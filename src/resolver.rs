use crate::{compilation::DEFAULT_ROOT_URL, error::ValidationError};
use parking_lot::RwLock;
use percent_encoding::percent_decode_str;
use serde_json::Value;
use std::{collections::HashMap, collections::HashSet, fmt, fs::File, sync::Arc};
use url::Url;

/// A capability for loading external schema documents referenced by URI.
///
/// `None` is the missing-schema signal: the reference that triggered the
/// load is reported as unresolvable. Implementations perform the only I/O
/// of the engine; callers wrap them for cancellation or timeouts.
pub trait SchemaResolver: Send + Sync {
    /// Fetch and parse the document identified by `url`.
    fn resolve(&self, url: &Url) -> Option<Value>;
}

/// The default external schema fetcher. Treats references as filesystem
/// paths; with the `reqwest` feature it also loads `http(s)://` documents.
#[derive(Debug, Default)]
pub struct DefaultResolver;

impl SchemaResolver for DefaultResolver {
    fn resolve(&self, url: &Url) -> Option<Value> {
        let path = percent_decode_str(url.path()).decode_utf8().ok()?;
        match url.scheme() {
            "file" => read_document(path.as_ref()),
            // References without an explicit scheme are resolved against the
            // default scope and come out with this one; their path is
            // relative to the working directory.
            "json-schema" => read_document(path.trim_start_matches('/')),
            #[cfg(feature = "reqwest")]
            "http" | "https" => reqwest::blocking::get(url.as_str()).ok()?.json().ok(),
            _ => None,
        }
    }
}

fn read_document(path: &str) -> Option<Value> {
    let file = File::open(path).ok()?;
    serde_json::from_reader(&file).ok()
}

/// Resolves `$ref` URLs against the root schema and externally loaded
/// documents. Fetched documents are cached for the lifetime of the compiled
/// schema so several references to one document cost one fetch.
pub(crate) struct Resolver<'a> {
    root_schema: &'a Value,
    external: Box<dyn SchemaResolver>,
    store: RwLock<HashMap<String, Arc<Value>>>,
}

impl<'a> fmt::Debug for Resolver<'a> {
    fn fmt(&self, f: &mut fmt::Formatter<'_>) -> fmt::Result {
        f.debug_struct("Resolver")
            .field("documents", &self.store.read().keys().collect::<Vec<_>>())
            .finish()
    }
}

impl<'a> Resolver<'a> {
    pub(crate) fn new(root_schema: &'a Value, external: Box<dyn SchemaResolver>) -> Resolver<'a> {
        Resolver {
            root_schema,
            external,
            store: RwLock::new(HashMap::new()),
        }
    }

    /// Resolve `url` to a schema node, following `$ref` chains until a
    /// non-ref schema is reached. Returns the node together with the scope
    /// further references inside it resolve against: the root scope for
    /// fragment-only references, the document URL once a remote document has
    /// been entered.
    pub(crate) fn resolve_fragment(&self, url: &Url) -> Result<(Value, Url), ValidationError> {
        let mut seen = HashSet::new();
        let mut target = url.clone();
        loop {
            // A reference chain that revisits a URL can never terminate.
            if !seen.insert(target.to_string()) {
                return Err(ValidationError::unresolvable_ref(target.to_string()));
            }
            let mut base = target.clone();
            base.set_fragment(None);
            let node = if base.as_str() == DEFAULT_ROOT_URL {
                self.lookup(self.root_schema, &target)?
            } else {
                let document = self.load_document(&base)?;
                self.lookup(&document, &target)?
            };
            if let Some(reference) = node.get("$ref").and_then(Value::as_str) {
                // `$ref` overrides its siblings; follow the chain here so
                // the compiled target is always a plain schema.
                target = Url::options()
                    .base_url(Some(&base))
                    .parse(reference)
                    .map_err(|_| ValidationError::unresolvable_ref(reference.to_string()))?;
                continue;
            }
            return Ok((node, base));
        }
    }

    fn lookup(&self, document: &Value, url: &Url) -> Result<Value, ValidationError> {
        match url.fragment() {
            None | Some("") => Ok(document.clone()),
            Some(fragment) => pointer(document, fragment)
                .cloned()
                .ok_or_else(|| ValidationError::unresolvable_ref(url.to_string())),
        }
    }

    fn load_document(&self, base: &Url) -> Result<Arc<Value>, ValidationError> {
        if let Some(document) = self.store.read().get(base.as_str()) {
            return Ok(document.clone());
        }
        let fetched = self
            .external
            .resolve(base)
            .ok_or_else(|| ValidationError::unresolvable_ref(base.to_string()))?;
        let document = Arc::new(fetched);
        self.store
            .write()
            .insert(base.to_string(), document.clone());
        Ok(document)
    }
}

fn parse_index(s: &str) -> Option<usize> {
    if s.starts_with('+') || (s.starts_with('0') && s.len() != 1) {
        return None;
    }
    s.parse().ok()
}

/// Walk `document` by a JSON Pointer fragment. Each segment is `~1`/`~0`
/// decoded, then percent-decoded; all-digit segments index arrays.
fn pointer<'v>(document: &'v Value, fragment: &str) -> Option<&'v Value> {
    if fragment.is_empty() {
        return Some(document);
    }
    if !fragment.starts_with('/') {
        return None;
    }
    let mut target = document;
    for token in fragment.split('/').skip(1) {
        let token = token.replace("~1", "/").replace("~0", "~");
        let token = percent_decode_str(&token).decode_utf8().ok()?;
        target = match target {
            Value::Object(map) => map.get(token.as_ref())?,
            Value::Array(list) => parse_index(&token).and_then(|index| list.get(index))?,
            _ => return None,
        };
    }
    Some(target)
}

#[cfg(test)]
mod tests {
    use super::*;
    use serde_json::json;
    use test_case::test_case;

    #[test_case("", Some(json!({"a": {"b~/c": [10, 20]}})))]
    #[test_case("/a", Some(json!({"b~/c": [10, 20]})))]
    #[test_case("/a/b~0~1c", Some(json!([10, 20])))]
    #[test_case("/a/b~0~1c/1", Some(json!(20)))]
    #[test_case("/a/b~0~1c/01", None)]
    #[test_case("/missing", None)]
    #[test_case("a", None)]
    fn pointer_walk(fragment: &str, expected: Option<Value>) {
        let document = json!({"a": {"b~/c": [10, 20]}});
        assert_eq!(pointer(&document, fragment).cloned(), expected)
    }

    #[test]
    fn percent_decoded_segment() {
        let document = json!({"foo bar": 1});
        assert_eq!(pointer(&document, "/foo%20bar"), Some(&json!(1)))
    }

    #[test]
    fn ref_chain_cycle() {
        let document = json!({
            "a": {"$ref": "#/b"},
            "b": {"$ref": "#/a"},
            "$ref": "#/a"
        });
        let resolver = Resolver::new(&document, Box::new(DefaultResolver));
        let url = Url::parse("json-schema:///#/a").unwrap();
        let error = resolver.resolve_fragment(&url).unwrap_err();
        assert!(error.is_resolution_failure());
    }

    #[test]
    fn chain_is_followed_transparently() {
        let document = json!({
            "a": {"$ref": "#/b"},
            "b": {"type": "integer"}
        });
        let resolver = Resolver::new(&document, Box::new(DefaultResolver));
        let url = Url::parse("json-schema:///#/a").unwrap();
        let (resolved, scope) = resolver.resolve_fragment(&url).unwrap();
        assert_eq!(resolved, json!({"type": "integer"}));
        assert_eq!(scope.as_str(), DEFAULT_ROOT_URL);
    }
}
use crate::{compilation::context::CompilationContext, keywords};
use serde_json::{Map, Value};

/// Supported JSON Schema draft versions. The drafts share every keyword this
/// engine knows about except `required`: draft 4 keeps an array of names on
/// the object schema, draft 3 keeps a boolean marker inside each property
/// schema.
#[derive(Debug, PartialEq, Copy, Clone)]
pub enum Draft {
    /// Draft 3: `required` is a boolean inside each property schema.
    Draft3,
    /// Draft 4: `required` is an array of names on the object schema.
    Draft4,
}

type CompileFunc =
    fn(&Map<String, Value>, &Value, &CompilationContext) -> Option<keywords::CompilationResult>;

/// Keywords in the order the dispatcher runs them: wrappers first, then the
/// cheap shape checks, then the recursing object and array batteries.
/// `patternProperties` and `required` are alternate triggers for the object
/// battery and compile to nothing when an earlier trigger already built it.
pub(crate) const VALIDATION_ORDER: &[&str] = &[
    "not",
    "allOf",
    "anyOf",
    "dependencies",
    "type",
    "enum",
    "minimum",
    "maximum",
    "multipleOf",
    "minLength",
    "maxLength",
    "pattern",
    "format",
    "properties",
    "patternProperties",
    "required",
    "additionalProperties",
    "minProperties",
    "maxProperties",
    "items",
    "minItems",
    "maxItems",
    "uniqueItems",
];

impl Draft {
    pub(crate) fn get_validator(self, keyword: &str) -> Option<CompileFunc> {
        match self {
            Draft::Draft4 => match keyword {
                "additionalProperties" => Some(keywords::additional_properties::compile),
                "allOf" => Some(keywords::all_of::compile),
                "anyOf" => Some(keywords::any_of::compile),
                "dependencies" => Some(keywords::dependencies::compile),
                "enum" => Some(keywords::enum_::compile),
                "format" => Some(keywords::format::compile),
                "items" => Some(keywords::items::compile),
                "maximum" => Some(keywords::maximum::compile),
                "maxItems" => Some(keywords::max_items::compile),
                "maxLength" => Some(keywords::max_length::compile),
                "maxProperties" => Some(keywords::max_properties::compile),
                "minimum" => Some(keywords::minimum::compile),
                "minItems" => Some(keywords::min_items::compile),
                "minLength" => Some(keywords::min_length::compile),
                "minProperties" => Some(keywords::min_properties::compile),
                "multipleOf" => Some(keywords::multiple_of::compile),
                "not" => Some(keywords::not::compile),
                "pattern" => Some(keywords::pattern::compile),
                "patternProperties" => Some(keywords::properties::compile_patterns),
                "properties" => Some(keywords::properties::compile),
                "required" => Some(keywords::properties::compile_required),
                "type" => Some(keywords::type_::compile),
                "uniqueItems" => Some(keywords::unique_items::compile),
                _ => None,
            },
            Draft::Draft3 => match keyword {
                "additionalProperties" => Some(keywords::additional_properties::compile),
                "allOf" => Some(keywords::all_of::compile),
                "anyOf" => Some(keywords::any_of::compile),
                "dependencies" => Some(keywords::dependencies::compile),
                "enum" => Some(keywords::enum_::compile),
                "format" => Some(keywords::format::compile),
                "items" => Some(keywords::items::compile),
                "maximum" => Some(keywords::maximum::compile),
                "maxItems" => Some(keywords::max_items::compile),
                "maxLength" => Some(keywords::max_length::compile),
                "maxProperties" => Some(keywords::max_properties::compile),
                "minimum" => Some(keywords::minimum::compile),
                "minItems" => Some(keywords::min_items::compile),
                "minLength" => Some(keywords::min_length::compile),
                "minProperties" => Some(keywords::min_properties::compile),
                "multipleOf" => Some(keywords::multiple_of::compile),
                "not" => Some(keywords::not::compile),
                "pattern" => Some(keywords::pattern::compile),
                "patternProperties" => Some(keywords::properties::compile_patterns),
                "properties" => Some(keywords::properties::compile),
                "type" => Some(keywords::type_::compile),
                "uniqueItems" => Some(keywords::unique_items::compile),
                _ => None,
            },
        }
    }
}

/// Get the `Draft` from a JSON Schema URL.
pub fn draft_from_url(url: &str) -> Option<Draft> {
    match url {
        "http://json-schema.org/draft-04/schema#" => Some(Draft::Draft4),
        "http://json-schema.org/draft-03/schema#" => Some(Draft::Draft3),
        _ => None,
    }
}

/// Get the `Draft` from a JSON Schema.
pub fn draft_from_schema(schema: &Value) -> Option<Draft> {
    schema
        .as_object()
        .and_then(|x| x.get("$schema"))
        .and_then(Value::as_str)
        .and_then(draft_from_url)
}

#[cfg(test)]
mod tests {
    use super::*;
    use serde_json::{json, Value};
    use test_case::test_case;

    #[test_case(json!({"$schema": "http://json-schema.org/draft-04/schema#"}), Some(Draft::Draft4))]
    #[test_case(json!({"$schema": "http://json-schema.org/draft-03/schema#"}), Some(Draft::Draft3))]
    #[test_case(json!({"$schema": "http://example.com/custom/schema#"}), None)]
    #[test_case(json!({}), None)]
    fn test_draft_from_schema(schema: Value, draft: Option<Draft>) {
        assert_eq!(draft_from_schema(&schema), draft)
    }
}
====
◆ What is needed ◆
Above are the records. Copy the lines beginning at the one that has "pub struct DefaultResolver;" and ending with the one that has "root scope for", unchanged.

◆ Exercise output ◆
pub struct DefaultResolver;

impl SchemaResolver for DefaultResolver {
    fn resolve(&self, url: &Url) -> Option<Value> {
        let path = percent_decode_str(url.path()).decode_utf8().ok()?;
        match url.scheme() {
            "file" => read_document(path.as_ref()),
            // References without an explicit scheme are resolved against the
            // default scope and come out with this one; their path is
            // relative to the working directory.
            "json-schema" => read_document(path.trim_start_matches('/')),
            #[cfg(feature = "reqwest")]
            "http" | "https" => reqwest::blocking::get(url.as_str()).ok()?.json().ok(),
            _ => None,
        }
    }
}

fn read_document(path: &str) -> Option<Value> {
    let file = File::open(path).ok()?;
    serde_json::from_reader(&file).ok()
}

/// Resolves `$ref` URLs against the root schema and externally loaded
/// documents. Fetched documents are cached for the lifetime of the compiled
/// schema so several references to one document cost one fetch.
pub(crate) struct Resolver<'a> {
    root_schema: &'a Value,
    external: Box<dyn SchemaResolver>,
    store: RwLock<HashMap<String, Arc<Value>>>,
}

impl<'a> fmt::Debug for Resolver<'a> {
    fn fmt(&self, f: &mut fmt::Formatter<'_>) -> fmt::Result {
        f.debug_struct("Resolver")
            .field("documents", &self.store.read().keys().collect::<Vec<_>>())
            .finish()
    }
}

impl<'a> Resolver<'a> {
    pub(crate) fn new(root_schema: &'a Value, external: Box<dyn SchemaResolver>) -> Resolver<'a> {
        Resolver {
            root_schema,
            external,
            store: RwLock::new(HashMap::new()),
        }
    }

    /// Resolve `url` to a schema node, following `$ref` chains until a
    /// non-ref schema is reached. Returns the node together with the scope
    /// further references inside it resolve against: the root scope for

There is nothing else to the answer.